◆ **Task brief**
Restate the whole listing exactly.

◆ **Dataset entries**
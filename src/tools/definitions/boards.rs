//! Board tools
//!
//! Tools for reading boards and their lists.

use crate::error::ToolError;
use crate::tools::executor::{ToolContext, ToolExecutor, ToolOutput};
use crate::util::QueryBuilder;
use async_trait::async_trait;

use trello_mcp_macros::trello_tool;

/// List the boards visible to the authenticated member
#[trello_tool(
    name = "list_boards",
    description = "List the boards the authenticated member belongs to",
    category = "boards",
    operation = "read"
)]
pub struct ListBoards {
    /// Board filter: "open", "closed", or "all"
    #[serde(default)]
    pub filter: Option<String>,
}

#[async_trait]
impl ToolExecutor for ListBoards {
    async fn check_access(&self, _ctx: &ToolContext) -> Result<(), ToolError> {
        // Enumeration is not scoped to a single board; the allow-list
        // governs identified-board operations, not discovery
        Ok(())
    }

    async fn execute(&self, ctx: &ToolContext) -> Result<ToolOutput, ToolError> {
        let query = QueryBuilder::new()
            .optional("filter", self.filter.as_deref())
            .build();
        let endpoint = format!("/members/me/boards{}", query);

        let result: serde_json::Value = ctx.trello.get(&endpoint).await?;

        ToolOutput::json_value(result)
    }
}

/// Get a board
#[trello_tool(
    name = "get_board",
    description = "Get details of a specific board",
    category = "boards",
    operation = "read"
)]
pub struct GetBoard {
    /// Board ID or short link
    pub board_id: String,
}

#[async_trait]
impl ToolExecutor for GetBoard {
    async fn check_access(&self, ctx: &ToolContext) -> Result<(), ToolError> {
        ctx.gate
            .check_board_access(&self.board_id, "get_board", true)
            .await?;
        Ok(())
    }

    async fn execute(&self, ctx: &ToolContext) -> Result<ToolOutput, ToolError> {
        let endpoint = format!("/boards/{}", urlencoding::encode(&self.board_id));

        let result: serde_json::Value = ctx.trello.get(&endpoint).await?;

        ToolOutput::json_value(result)
    }
}

/// Get the lists on a board
#[trello_tool(
    name = "get_board_lists",
    description = "Get the lists on a board",
    category = "boards",
    operation = "read"
)]
pub struct GetBoardLists {
    /// Board ID or short link
    pub board_id: String,
    /// List filter: "open", "closed", or "all"
    #[serde(default)]
    pub filter: Option<String>,
}

#[async_trait]
impl ToolExecutor for GetBoardLists {
    async fn check_access(&self, ctx: &ToolContext) -> Result<(), ToolError> {
        ctx.gate
            .check_board_access(&self.board_id, "get_board_lists", true)
            .await?;
        Ok(())
    }

    async fn execute(&self, ctx: &ToolContext) -> Result<ToolOutput, ToolError> {
        let query = QueryBuilder::new()
            .optional("filter", self.filter.as_deref())
            .build();
        let endpoint = format!(
            "/boards/{}/lists{}",
            urlencoding::encode(&self.board_id),
            query
        );

        let result: serde_json::Value = ctx.trello.get(&endpoint).await?;

        ToolOutput::json_value(result)
    }
}

/// Register all board tools
pub fn register(registry: &mut crate::tools::ToolRegistry) {
    registry.register::<ListBoards>();
    registry.register::<GetBoard>();
    registry.register::<GetBoardLists>();
}
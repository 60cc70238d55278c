//! MCP server
//!
//! The protocol-facing layer: translates MCP requests into tool invocations.

pub mod handler;

pub use handler::TrelloMcpHandler;
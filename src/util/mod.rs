//! Utility functions shared across the application.

mod secret;

pub use secret::SecretString;

use std::fmt::Display;
use std::net::SocketAddr;
use tokio::net::TcpListener;
use tracing::warn;

/// Builder for URL query parameters.
///
/// Provides a fluent API for constructing query strings with proper URL
/// encoding. The Trello API takes almost everything (including credentials)
/// as query parameters, so every endpoint path goes through this.
///
/// # Example
/// ```ignore
/// let query = QueryBuilder::new()
///     .param("name", "My card")
///     .optional("desc", Some("details"))
///     .optional("pos", None::<&str>)
///     .build();
/// // Returns "?name=My%20card&desc=details"
/// ```
#[derive(Default)]
pub struct QueryBuilder {
    params: Vec<(String, String)>,
}

impl QueryBuilder {
    /// Create a new empty query builder.
    pub fn new() -> Self {
        Self::default()
    }

    /// Add a required parameter (always included).
    pub fn param(mut self, key: &str, value: impl Display) -> Self {
        self.params.push((
            key.to_string(),
            urlencoding::encode(&value.to_string()).into_owned(),
        ));
        self
    }

    /// Add an optional parameter (only included if Some).
    pub fn optional<T: Display>(self, key: &str, value: Option<T>) -> Self {
        match value {
            Some(v) => self.param(key, v),
            None => self,
        }
    }

    /// Build the query string.
    ///
    /// Returns an empty string if no parameters were added,
    /// otherwise returns "?key1=value1&key2=value2...".
    pub fn build(self) -> String {
        if self.params.is_empty() {
            String::new()
        } else {
            format!(
                "?{}",
                self.params
                    .into_iter()
                    .map(|(k, v)| format!("{k}={v}"))
                    .collect::<Vec<_>>()
                    .join("&")
            )
        }
    }
}

/// Find an available port, starting from the preferred port.
///
/// Strategy:
/// 1. Try the preferred port first
/// 2. If unavailable, try the next 10 consecutive ports
/// 3. If all are unavailable, let the OS assign a random available port
pub async fn find_available_port(host: &str, preferred: u16) -> std::io::Result<u16> {
    let addr: SocketAddr = format!("{}:{}", host, preferred)
        .parse()
        .map_err(|e| std::io::Error::new(std::io::ErrorKind::InvalidInput, e))?;

    if let Ok(listener) = TcpListener::bind(addr).await {
        drop(listener);
        return Ok(preferred);
    }

    for offset in 1..=10 {
        let port = preferred.saturating_add(offset);
        let addr: SocketAddr = format!("{}:{}", host, port)
            .parse()
            .map_err(|e| std::io::Error::new(std::io::ErrorKind::InvalidInput, e))?;

        if let Ok(listener) = TcpListener::bind(addr).await {
            drop(listener);
            warn!(
                preferred,
                actual = port,
                "Preferred port unavailable, using alternate"
            );
            return Ok(port);
        }
    }

    let addr: SocketAddr = format!("{}:0", host)
        .parse()
        .map_err(|e| std::io::Error::new(std::io::ErrorKind::InvalidInput, e))?;
    let listener = TcpListener::bind(addr).await?;
    let port = listener.local_addr()?.port();
    drop(listener);
    warn!(preferred, actual = port, "Using OS-assigned port");
    Ok(port)
}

◆ **The completed task**
filename src/tools/definitions/boards.rs
//! Board tools
//!
//! Tools for reading boards and their lists.

use crate::error::ToolError;
use crate::tools::executor::{ToolContext, ToolExecutor, ToolOutput};
use crate::util::QueryBuilder;
use async_trait::async_trait;

use trello_mcp_macros::trello_tool;

/// List the boards visible to the authenticated member
#[trello_tool(
    name = "list_boards",
    description = "List the boards the authenticated member belongs to",
    category = "boards",
    operation = "read"
)]
pub struct ListBoards {
    /// Board filter: "open", "closed", or "all"
    #[serde(default)]
    pub filter: Option<String>,
}

#[async_trait]
impl ToolExecutor for ListBoards {
    async fn check_access(&self, _ctx: &ToolContext) -> Result<(), ToolError> {
        // Enumeration is not scoped to a single board; the allow-list
        // governs identified-board operations, not discovery
        Ok(())
    }

    async fn execute(&self, ctx: &ToolContext) -> Result<ToolOutput, ToolError> {
        let query = QueryBuilder::new()
            .optional("filter", self.filter.as_deref())
            .build();
        let endpoint = format!("/members/me/boards{}", query);

        let result: serde_json::Value = ctx.trello.get(&endpoint).await?;

        ToolOutput::json_value(result)
    }
}

/// Get a board
#[trello_tool(
    name = "get_board",
    description = "Get details of a specific board",
    category = "boards",
    operation = "read"
)]
pub struct GetBoard {
    /// Board ID or short link
    pub board_id: String,
}

#[async_trait]
impl ToolExecutor for GetBoard {
    async fn check_access(&self, ctx: &ToolContext) -> Result<(), ToolError> {
        ctx.gate
            .check_board_access(&self.board_id, "get_board", true)
            .await?;
        Ok(())
    }

    async fn execute(&self, ctx: &ToolContext) -> Result<ToolOutput, ToolError> {
        let endpoint = format!("/boards/{}", urlencoding::encode(&self.board_id));

        let result: serde_json::Value = ctx.trello.get(&endpoint).await?;

        ToolOutput::json_value(result)
    }
}

/// Get the lists on a board
#[trello_tool(
    name = "get_board_lists",
    description = "Get the lists on a board",
    category = "boards",
    operation = "read"
)]
pub struct GetBoardLists {
    /// Board ID or short link
    pub board_id: String,
    /// List filter: "open", "closed", or "all"
    #[serde(default)]
    pub filter: Option<String>,
}

#[async_trait]
impl ToolExecutor for GetBoardLists {
    async fn check_access(&self, ctx: &ToolContext) -> Result<(), ToolError> {
        ctx.gate
            .check_board_access(&self.board_id, "get_board_lists", true)
            .await?;
        Ok(())
    }

    async fn execute(&self, ctx: &ToolContext) -> Result<ToolOutput, ToolError> {
        let query = QueryBuilder::new()
            .optional("filter", self.filter.as_deref())
            .build();
        let endpoint = format!(
            "/boards/{}/lists{}",
            urlencoding::encode(&self.board_id),
            query
        );

        let result: serde_json::Value = ctx.trello.get(&endpoint).await?;

        ToolOutput::json_value(result)
    }
}

/// Register all board tools
pub fn register(registry: &mut crate::tools::ToolRegistry) {
    registry.register::<ListBoards>();
    registry.register::<GetBoard>();
    registry.register::<GetBoardLists>();
}
repository 60cc70238d55278c
//! MCP server
//!
//! The protocol-facing layer: translates MCP requests into tool invocations.

pub mod handler;

pub use handler::TrelloMcpHandler;
filename src/util/mod.rs
//! Utility functions shared across the application.

mod secret;

pub use secret::SecretString;

use std::fmt::Display;
use std::net::SocketAddr;
use tokio::net::TcpListener;
use tracing::warn;

/// Builder for URL query parameters.
///
/// Provides a fluent API for constructing query strings with proper URL
/// encoding. The Trello API takes almost everything (including credentials)
/// as query parameters, so every endpoint path goes through this.
///
/// # Example
/// ```ignore
/// let query = QueryBuilder::new()
///     .param("name", "My card")
///     .optional("desc", Some("details"))
///     .optional("pos", None::<&str>)
///     .build();
/// // Returns "?name=My%20card&desc=details"
/// ```
#[derive(Default)]
pub struct QueryBuilder {
    params: Vec<(String, String)>,
}

impl QueryBuilder {
    /// Create a new empty query builder.
    pub fn new() -> Self {
        Self::default()
    }

    /// Add a required parameter (always included).
    pub fn param(mut self, key: &str, value: impl Display) -> Self {
        self.params.push((
            key.to_string(),
            urlencoding::encode(&value.to_string()).into_owned(),
        ));
        self
    }

    /// Add an optional parameter (only included if Some).
    pub fn optional<T: Display>(self, key: &str, value: Option<T>) -> Self {
        match value {
            Some(v) => self.param(key, v),
            None => self,
        }
    }

    /// Build the query string.
    ///
    /// Returns an empty string if no parameters were added,
    /// otherwise returns "?key1=value1&key2=value2...".
    pub fn build(self) -> String {
        if self.params.is_empty() {
            String::new()
        } else {
            format!(
                "?{}",
                self.params
                    .into_iter()
                    .map(|(k, v)| format!("{k}={v}"))
                    .collect::<Vec<_>>()
                    .join("&")
            )
        }
    }
}

/// Find an available port, starting from the preferred port.
///
/// Strategy:
/// 1. Try the preferred port first
/// 2. If unavailable, try the next 10 consecutive ports
/// 3. If all are unavailable, let the OS assign a random available port
pub async fn find_available_port(host: &str, preferred: u16) -> std::io::Result<u16> {
    let addr: SocketAddr = format!("{}:{}", host, preferred)
        .parse()
        .map_err(|e| std::io::Error::new(std::io::ErrorKind::InvalidInput, e))?;

    if let Ok(listener) = TcpListener::bind(addr).await {
        drop(listener);
        return Ok(preferred);
    }

    for offset in 1..=10 {
        let port = preferred.saturating_add(offset);
        let addr: SocketAddr = format!("{}:{}", host, port)
            .parse()
            .map_err(|e| std::io::Error::new(std::io::ErrorKind::InvalidInput, e))?;

        if let Ok(listener) = TcpListener::bind(addr).await {
            drop(listener);
            warn!(
                preferred,
                actual = port,
                "Preferred port unavailable, using alternate"
            );
            return Ok(port);
        }
    }

    let addr: SocketAddr = format!("{}:0", host)
        .parse()
        .map_err(|e| std::io::Error::new(std::io::ErrorKind::InvalidInput, e))?;
    let listener = TcpListener::bind(addr).await?;
    let port = listener.local_addr()?.port();
    drop(listener);
    warn!(preferred, actual = port, "Using OS-assigned port");
    Ok(port)
}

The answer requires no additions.